The Ebola epidemic has led government agencies to scout potential relationships with pharmaceutical and biotech companies and set up contracts to expedite the manufacturing and testing of diagnostics, vaccines, and treatments. Under its “fast track” program, the FDA is “reaching out proactively to multiple medical product developers to clarify regulatory requirements, provide input on pre-clinical and clinical trial designs . . . and expedite review of data as they are received from product developers,” an agency spokesperson told The Scientist in an e-mail.

“Rather than just supporting the basic research, [government agencies] really extended into the idea of starting to fund small companies, particularly [those] that were willing to take these things on . . . to the next level,” said Stanley. “It has been a bit of a paradigm shift, and it’s more expensive . . . I think we’re seeing now the potential payoff of that strategy.”

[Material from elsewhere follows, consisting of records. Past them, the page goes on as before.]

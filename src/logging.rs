//! Structured logging setup.
//!
//! Thin configuration layer over `tracing-subscriber` with selectable
//! output format and optional daily-rotated file output.

use serde::{Deserialize, Serialize};
use std::fs;
use std::path::{Path, PathBuf};
use tracing::Level;
use tracing_subscriber::{
    fmt::{self, format::FmtSpan},
    layer::SubscriberExt,
    util::SubscriberInitExt,
    EnvFilter, Layer,
};

/// Logging configuration
#[derive(Debug, Clone, Serialize, Deserialize)]
pub struct LogConfig {
    /// Log level (error, warn, info, debug, trace)
    pub level: LogLevel,

    /// Output format (pretty, json, compact)
    pub format: LogFormat,

    /// Log file path (None for stdout only)
    pub file_path: Option<PathBuf>,

    /// Rotate the log file daily
    pub rotation: bool,

    /// Include span enter/close events
    pub include_spans: bool,
}

impl Default for LogConfig {
    fn default() -> Self {
        Self {
            level: LogLevel::Warn,
            format: LogFormat::Pretty,
            file_path: None,
            rotation: true,
            include_spans: false,
        }
    }
}

/// Log level enum
#[derive(Debug, Clone, Copy, PartialEq, Eq, Serialize, Deserialize)]
#[serde(rename_all = "lowercase")]
pub enum LogLevel {
    Error,
    Warn,
    Info,
    Debug,
    Trace,
}

impl LogLevel {
    pub fn to_tracing_level(&self) -> Level {
        match self {
            LogLevel::Error => Level::ERROR,
            LogLevel::Warn => Level::WARN,
            LogLevel::Info => Level::INFO,
            LogLevel::Debug => Level::DEBUG,
            LogLevel::Trace => Level::TRACE,
        }
    }

    pub fn to_filter(&self) -> &'static str {
        match self {
            LogLevel::Error => "error",
            LogLevel::Warn => "warn",
            LogLevel::Info => "info",
            LogLevel::Debug => "debug",
            LogLevel::Trace => "trace",
        }
    }

    /// Level implied by a repeated `-v` CLI flag.
    pub fn from_verbosity(count: u8) -> Self {
        match count {
            0 => LogLevel::Warn,
            1 => LogLevel::Info,
            2 => LogLevel::Debug,
            _ => LogLevel::Trace,
        }
    }
}

impl std::str::FromStr for LogLevel {
    type Err = String;

    fn from_str(s: &str) -> Result<Self, Self::Err> {
        match s.to_lowercase().as_str() {
            "error" => Ok(LogLevel::Error),
            "warn" | "warning" => Ok(LogLevel::Warn),
            "info" => Ok(LogLevel::Info),
            "debug" => Ok(LogLevel::Debug),
            "trace" => Ok(LogLevel::Trace),
            _ => Err(format!("Invalid log level: {}", s)),
        }
    }
}

/// Log output format
#[derive(Debug, Clone, Copy, PartialEq, Eq, Serialize, Deserialize)]
#[serde(rename_all = "lowercase")]
pub enum LogFormat {
    /// Human-readable format (for development)
    Pretty,
    /// JSON format (for structured log shipping)
    Json,
    /// Compact single-line format
    Compact,
}

impl std::str::FromStr for LogFormat {
    type Err = String;

    fn from_str(s: &str) -> Result<Self, Self::Err> {
        match s.to_lowercase().as_str() {
            "pretty" => Ok(LogFormat::Pretty),
            "json" => Ok(LogFormat::Json),
            "compact" => Ok(LogFormat::Compact),
            _ => Err(format!("Invalid log format: {}", s)),
        }
    }
}

/// Initialize the logging system.
///
/// Returns the file appender guard when file output is rotated; the caller
/// must hold it for the process lifetime or buffered lines are lost.
pub fn init_logging(
    config: &LogConfig,
) -> anyhow::Result<Option<tracing_appender::non_blocking::WorkerGuard>> {
    let filter = EnvFilter::try_from_default_env()
        .unwrap_or_else(|_| EnvFilter::new(format!("carnet={}", config.level.to_filter())));

    let stdout_layer = match config.format {
        LogFormat::Pretty => fmt::layer()
            .with_target(true)
            .with_span_events(if config.include_spans {
                FmtSpan::ENTER | FmtSpan::CLOSE
            } else {
                FmtSpan::NONE
            })
            .boxed(),
        LogFormat::Json => fmt::layer()
            .json()
            .with_target(true)
            .with_current_span(config.include_spans)
            .boxed(),
        LogFormat::Compact => fmt::layer().compact().with_target(true).boxed(),
    };

    let subscriber = tracing_subscriber::registry().with(filter).with(stdout_layer);

    let guard = if let Some(file_path) = &config.file_path {
        if let Some(parent) = file_path.parent() {
            fs::create_dir_all(parent)?;
        }

        if config.rotation {
            let file_appender = tracing_appender::rolling::daily(
                file_path.parent().unwrap_or_else(|| Path::new(".")),
                file_path
                    .file_name()
                    .and_then(|n| n.to_str())
                    .unwrap_or("carnet.log"),
            );
            let (writer, guard) = tracing_appender::non_blocking(file_appender);
            let file_layer = fmt::layer().json().with_writer(writer).with_target(true);
            subscriber.with(file_layer).init();
            Some(guard)
        } else {
            let file = fs::OpenOptions::new()
                .create(true)
                .append(true)
                .open(file_path)?;
            let file_layer = fmt::layer().json().with_writer(file).with_target(true);
            subscriber.with(file_layer).init();
            None
        }
    } else {
        subscriber.init();
        None
    };

    tracing::debug!(
        level = ?config.level,
        format = ?config.format,
        file = ?config.file_path,
        "logging initialized"
    );

    Ok(guard)
}

#[cfg(test)]
mod tests {
    use super::*;

    #[test]
    fn test_log_level_from_str() {
        assert_eq!("info".parse::<LogLevel>().unwrap(), LogLevel::Info);
        assert_eq!("WARNING".parse::<LogLevel>().unwrap(), LogLevel::Warn);
        assert!("loud".parse::<LogLevel>().is_err());
    }

    #[test]
    fn test_log_level_from_verbosity() {
        assert_eq!(LogLevel::from_verbosity(0), LogLevel::Warn);
        assert_eq!(LogLevel::from_verbosity(1), LogLevel::Info);
        assert_eq!(LogLevel::from_verbosity(2), LogLevel::Debug);
        assert_eq!(LogLevel::from_verbosity(9), LogLevel::Trace);
    }

    #[test]
    fn test_log_format_from_str() {
        assert_eq!("json".parse::<LogFormat>().unwrap(), LogFormat::Json);
        assert!("xml".parse::<LogFormat>().is_err());
    }

    #[test]
    fn test_default_config() {
        let config = LogConfig::default();
        assert_eq!(config.level, LogLevel::Warn);
        assert_eq!(config.format, LogFormat::Pretty);
        assert!(config.file_path.is_none());
    }
}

Even if one or more of the Ebola vaccines reach Phase 3 trials and are found effective in the face of this public health emergency, standard regulatory approval will require more conventional clinical trials. “Just because we get into humans that are at risk doesn’t mean that we’ve got approval,” said McNally. “What it means is that [government agencies are] reacting to the epidemic, allowing companies to treat individuals. It’s going to be hard to take data in an uncontrolled environment.”

For now, producing enough vaccines for clinical testing represents a significant bottleneck. Participants at a recent World Health Organization (WHO) meeting on the matter stated that “funding issues should not be allowed to dictate the vaccine agenda,” but noted that logistical challenges could still limit vaccine production capacity. And there’s risk in ramping up manufacturing ahead of safety trials. In its request to the FDA, Profectus proposed “doing things in parallel, with the full knowledge that if the preceding [good manufacturing practices] step fails . . . you have to throw everything away,” said Eldridge. “So we put forth a manufacturing plan that cut the actual manufacturing time to bare bones, trading financial risk for time.”

GeoVax plans to outsource the manufacturing of its potential MVA vaccine, and will consider licensing the technology behind it to a company that can produce the vaccine in a continuous cell line, instead of slow-growing chicken eggs. GSK is scaling up production of its adenoviral vaccine at facilities in Italy and Belgium, and expects an output of 230,000 doses by April 2015.

“I hate to say it, but sometimes you need an epidemic to get people’s attention. And then they’re willing to fund things,” said McNally. Although often neglected by large pharmaceutical companies, “infectious diseases remain a tremendous threat—not just to our country, of course, but to the world, as we’re learning,” added Stanley. “And now an outbreak in West Africa is our problem . . . I’m really glad we have some products to look at. Right now the world is crying out for it.”